ARE THEY DYING OUT? One of the things that seem to have no place in modern life are table manners. A glance round a restaurant at lunch or dinner time reveals the majority of men and women with their elbows on the table, eating and talking with their mouths full, interrupting each other, buttering bread in the air ... in faqt, committing the thousand and one sins of bad manners which we as children in our generation were taught so painfully to avoid, writes Evelyn Taylor in the News Chronicle. Is this a good thing that table manners should be dying out? Certain of the arbitrary rules which made mealtimes a misery to children in the old days seemed io have very little to commend them, such as the dictum that it was bad manners to discuss food at table and also to express too violent an admiration for food or drink. Well do I remember lunching out for the first time at the age of seven with a much-dreaded aunt, who asked me as she helped me to baked custard—which I loathed—if I liked it. In my efforts to please I replied that I loved it, with well-simulated enthusiasm. “You should never love your food,” was the crushing reply. » Children soon discover that all grown-up people talk with food in their mouths, but the difference between them and children is that the grownups do it more cleverly and it gives offence to none. When my small niece the other day remarked on the fact that I was talking to her with my mouth full, and why would Nannie not allow her to do the same, I told her it had taken me 30 years to learn how to do it well, and she must’ be patient. But there is one feature of table manners, or rather the lack of them, that makes me feel Bolshevik every time I come into contact with it—and that is the habit of taking more of a dish than

is wanted and then leaving it messed about on the plate. Any child over the age of eight with ordinary training ought to know how much it wants of a dish, and if it is made to finish an over-generous helping will seldom make the same mistake again.

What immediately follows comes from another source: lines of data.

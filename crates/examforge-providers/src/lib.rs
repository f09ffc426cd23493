//! examforge-providers: generation backends and configuration.
//!
//! Implements `GenerationBackend` for the Gemini API and an offline mock,
//! and loads `examforge.toml` into the policies the core engine runs with.

pub mod config;
pub mod gemini;
pub mod mock;

pub use config::{create_backend, load_config, load_config_from, BackendKind, ExamforgeConfig};
pub use examforge_core::error::ProviderError;
pub use gemini::GeminiBackend;
pub use mock::MockBackend;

Grown-up people who pick at their food and then leave it are really only fit for the nursery. Surely this revolting and wasteful habit might be avoided by giving children small helpings always in youth and insisting upon “a clean plate” and allowing them as soon as possible to help themselves and to gauge their requirements? Straws show the way the wind blows —and it is because modern men and women are too lazy or too selfish to pass each other butter and marmalade, salt, pepper and mustard, as they were solemnly taught to do in the Victorian days, that individual condiment sets, and individual jam pots and butter dishes are now a feature of breakfast, luncheon, tea and dinner services.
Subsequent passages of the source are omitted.